The Breguet 7027 Tradition was first released in 2005 and it was the first of the brand’s watches to display the movement on the dial side of the mainplate. A GMT version was presented in 2012. The idea of a small decentred dial placed on a large case goes back a long way, to the “tact” watch introduced by Abraham-Louis Breguet in 1799, “tact” referring to touch (as in tactile) because in addition to a small dial with minute and hour hand, it had a stud rotating on the outside of the case, whose position could be felt with the fingers and used to tell the time by touch alone. In other words, a watch that could be used by the blind, but also by anyone in the dark.

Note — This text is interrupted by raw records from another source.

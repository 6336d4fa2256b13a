// Copyright (c) 2026 Christoph Gaffga
// SPDX-License-Identifier: GPL-3.0-only
// https://github.com/cgaffga/phasmcore

//! Coefficient storage and quantization tables.
//!
//! [`DctGrid`] holds one component's quantized DCT coefficients in
//! block-raster order; it is filled by the scan decoder (possibly over many
//! progressive scans) and by the encoder's forward transform. [`QuantTable`]
//! is a 64-entry quantization matrix, including the Annex K reference
//! matrices and IJG-style quality scaling.

use super::zigzag::to_natural;

/// Annex K.1 luminance quantization matrix, natural order.
pub const STD_LUMINANCE_QT: [u16; 64] = [
    16, 11, 10, 16, 24, 40, 51, 61,
    12, 12, 14, 19, 26, 58, 60, 55,
    14, 13, 16, 24, 40, 57, 69, 56,
    14, 17, 22, 29, 51, 87, 80, 62,
    18, 22, 37, 56, 68, 109, 103, 77,
    24, 35, 55, 64, 81, 104, 113, 92,
    49, 64, 78, 87, 103, 121, 120, 101,
    72, 92, 95, 98, 112, 100, 103, 99,
];

/// Annex K.2 chrominance quantization matrix, natural order.
pub const STD_CHROMINANCE_QT: [u16; 64] = [
    17, 18, 24, 47, 99, 99, 99, 99,
    18, 21, 26, 66, 99, 99, 99, 99,
    24, 26, 56, 99, 99, 99, 99, 99,
    47, 66, 99, 99, 99, 99, 99, 99,
    99, 99, 99, 99, 99, 99, 99, 99,
    99, 99, 99, 99, 99, 99, 99, 99,
    99, 99, 99, 99, 99, 99, 99, 99,
    99, 99, 99, 99, 99, 99, 99, 99,
];

/// Quantization table: 64 values in natural (row-major) order.
#[derive(Debug, Clone, PartialEq, Eq)]
pub struct QuantTable {
    /// Quantization values, indexed by row * 8 + col.
    pub values: [u16; 64],
}

impl QuantTable {
    pub fn new(values: [u16; 64]) -> Self {
        Self { values }
    }

    /// Build from 64 values in zigzag (bitstream) order.
    pub fn from_zigzag(zz: &[u16; 64]) -> Self {
        Self { values: to_natural(zz) }
    }

    /// Scale a reference matrix for `quality` (clamped to 1–100).
    ///
    /// Quality below 50 scales by `5000 / q` percent, above by `200 - 2q`
    /// percent; every entry is rounded and clamped to 1–255 so the table
    /// always fits the 8-bit DQT form.
    pub fn scaled(base: &[u16; 64], quality: u8) -> Self {
        let q = quality.clamp(1, 100) as u32;
        let scale = if q < 50 { 5000 / q } else { 200 - q * 2 };
        let mut values = [0u16; 64];
        for (out, &b) in values.iter_mut().zip(base.iter()) {
            *out = ((b as u32 * scale + 50) / 100).clamp(1, 255) as u16;
        }
        Self { values }
    }

    /// Standard luminance table at the given quality.
    pub fn luminance(quality: u8) -> Self {
        Self::scaled(&STD_LUMINANCE_QT, quality)
    }

    /// Standard chrominance table at the given quality.
    pub fn chrominance(quality: u8) -> Self {
        Self::scaled(&STD_CHROMINANCE_QT, quality)
    }

    /// Whether every entry fits the 8-bit (Pq = 0) DQT form.
    pub fn is_8bit(&self) -> bool {
        self.values.iter().all(|&v| v <= 255)
    }
}

/// Grid of quantized DCT coefficients for one image component.
///
/// Coefficients are stored in block-raster order. Within each block,
/// the 64 coefficients are in natural (row-major) order, i.e. index = row * 8 + col.
#[derive(Debug, Clone)]
pub struct DctGrid {
    blocks_wide: usize,
    blocks_tall: usize,
    /// Flat storage: blocks_tall * blocks_wide * 64 coefficients.
    coeffs: Vec<i16>,
}

impl DctGrid {
    /// Create a new grid initialized to zero.
    pub fn new(blocks_wide: usize, blocks_tall: usize) -> Self {
        Self {
            blocks_wide,
            blocks_tall,
            coeffs: vec![0i16; blocks_wide * blocks_tall * 64],
        }
    }

    pub fn blocks_wide(&self) -> usize {
        self.blocks_wide
    }

    pub fn blocks_tall(&self) -> usize {
        self.blocks_tall
    }

    /// Get a coefficient: block (`br`, `bc`), frequency row `i`, column `j`.
    pub fn get(&self, br: usize, bc: usize, i: usize, j: usize) -> i16 {
        self.coeffs[self.index(br, bc) + i * 8 + j]
    }

    /// The 64-coefficient block at (br, bc).
    pub fn block(&self, br: usize, bc: usize) -> &[i16] {
        let start = self.index(br, bc);
        &self.coeffs[start..start + 64]
    }

    /// Mutable 64-coefficient block at (br, bc).
    pub fn block_mut(&mut self, br: usize, bc: usize) -> &mut [i16] {
        let start = self.index(br, bc);
        &mut self.coeffs[start..start + 64]
    }

    /// Total number of blocks.
    pub fn total_blocks(&self) -> usize {
        self.blocks_wide * self.blocks_tall
    }

    /// Raw access to all coefficients.
    ///
    /// Each 64-element chunk is one 8×8 block, so rows of blocks are
    /// `blocks_wide * 64` long. Used with Rayon `par_chunks`.
    pub fn coeffs(&self) -> &[i16] {
        &self.coeffs
    }

    /// Raw mutable access to all coefficients.
    pub fn coeffs_mut(&mut self) -> &mut [i16] {
        &mut self.coeffs
    }

    fn index(&self, br: usize, bc: usize) -> usize {
        debug_assert!(br < self.blocks_tall, "block row {br} >= {}", self.blocks_tall);
        debug_assert!(bc < self.blocks_wide, "block col {bc} >= {}", self.blocks_wide);
        (br * self.blocks_wide + bc) * 64
    }
}

#[cfg(test)]
mod tests {
    use super::*;

    #[test]
    fn grid_block_access() {
        let mut grid = DctGrid::new(2, 3);
        assert_eq!(grid.total_blocks(), 6);
        assert_eq!(grid.coeffs().len(), 6 * 64);

        let blk = grid.block_mut(1, 1);
        blk[0] = 100;
        blk[63] = -50;
        assert_eq!(grid.get(1, 1, 0, 0), 100);
        assert_eq!(grid.get(1, 1, 7, 7), -50);
        assert_eq!(grid.block(1, 0)[0], 0);
        assert_eq!(grid.block(0, 1)[0], 0);
    }

    #[test]
    fn quality_50_is_reference() {
        let qt = QuantTable::luminance(50);
        assert_eq!(qt.values, STD_LUMINANCE_QT);
    }

    #[test]
    fn quality_100_is_all_ones() {
        assert!(QuantTable::luminance(100).values.iter().all(|&v| v == 1));
        assert!(QuantTable::chrominance(100).values.iter().all(|&v| v == 1));
    }

    #[test]
    fn scaled_entries_stay_in_range() {
        for q in 0..=255u8 {
            for qt in [QuantTable::luminance(q), QuantTable::chrominance(q)] {
                assert!(qt.values.iter().all(|&v| (1..=255).contains(&v)), "quality {q}");
                assert!(qt.is_8bit());
            }
        }
    }

    #[test]
    fn low_quality_scales_up() {
        // q=10 → 500%: 16 * 5 = 80, 99 * 5 clamps to 255
        let qt = QuantTable::luminance(10);
        assert_eq!(qt.values[0], 80);
        assert_eq!(QuantTable::chrominance(10).values[63], 255);
    }

    #[test]
    fn from_zigzag_order() {
        let zz: [u16; 64] = std::array::from_fn(|i| i as u16 + 1);
        let qt = QuantTable::from_zigzag(&zz);
        assert_eq!(qt.values[0], 1);
        assert_eq!(qt.values[1], 2);
        assert_eq!(qt.values[8], 3);
    }
}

In the new model, the retrograde seconds indicator is in the position occupied by the power reserve indicator in the original 7027. In the 7097 the power reserve indicator is probably visible through the sapphire caseback. The Calibre 505SR1 movement provides 50 hours power reserve, and it incorporates the latest technology, with silicon pallets and silicon Breguet overcoil balance. The 40-mm case in white gold has welded lugs holding a leather strap, and the characteristic fluted caseband. The complete reference number is 7097BB/G1/9WU; a version in pink gold is available, 7097BR/G1/9WU. The version in white gold costs €30,000, or 32,700 Swiss francs; the version in pink gold costs 31,900 Swiss francs. More information from http://www.breguet.com/
Below, detail of the retrograde seconds display, and the dial, individually numbered and signed Breguet as per brand tradition. The movement is also numbered and signed.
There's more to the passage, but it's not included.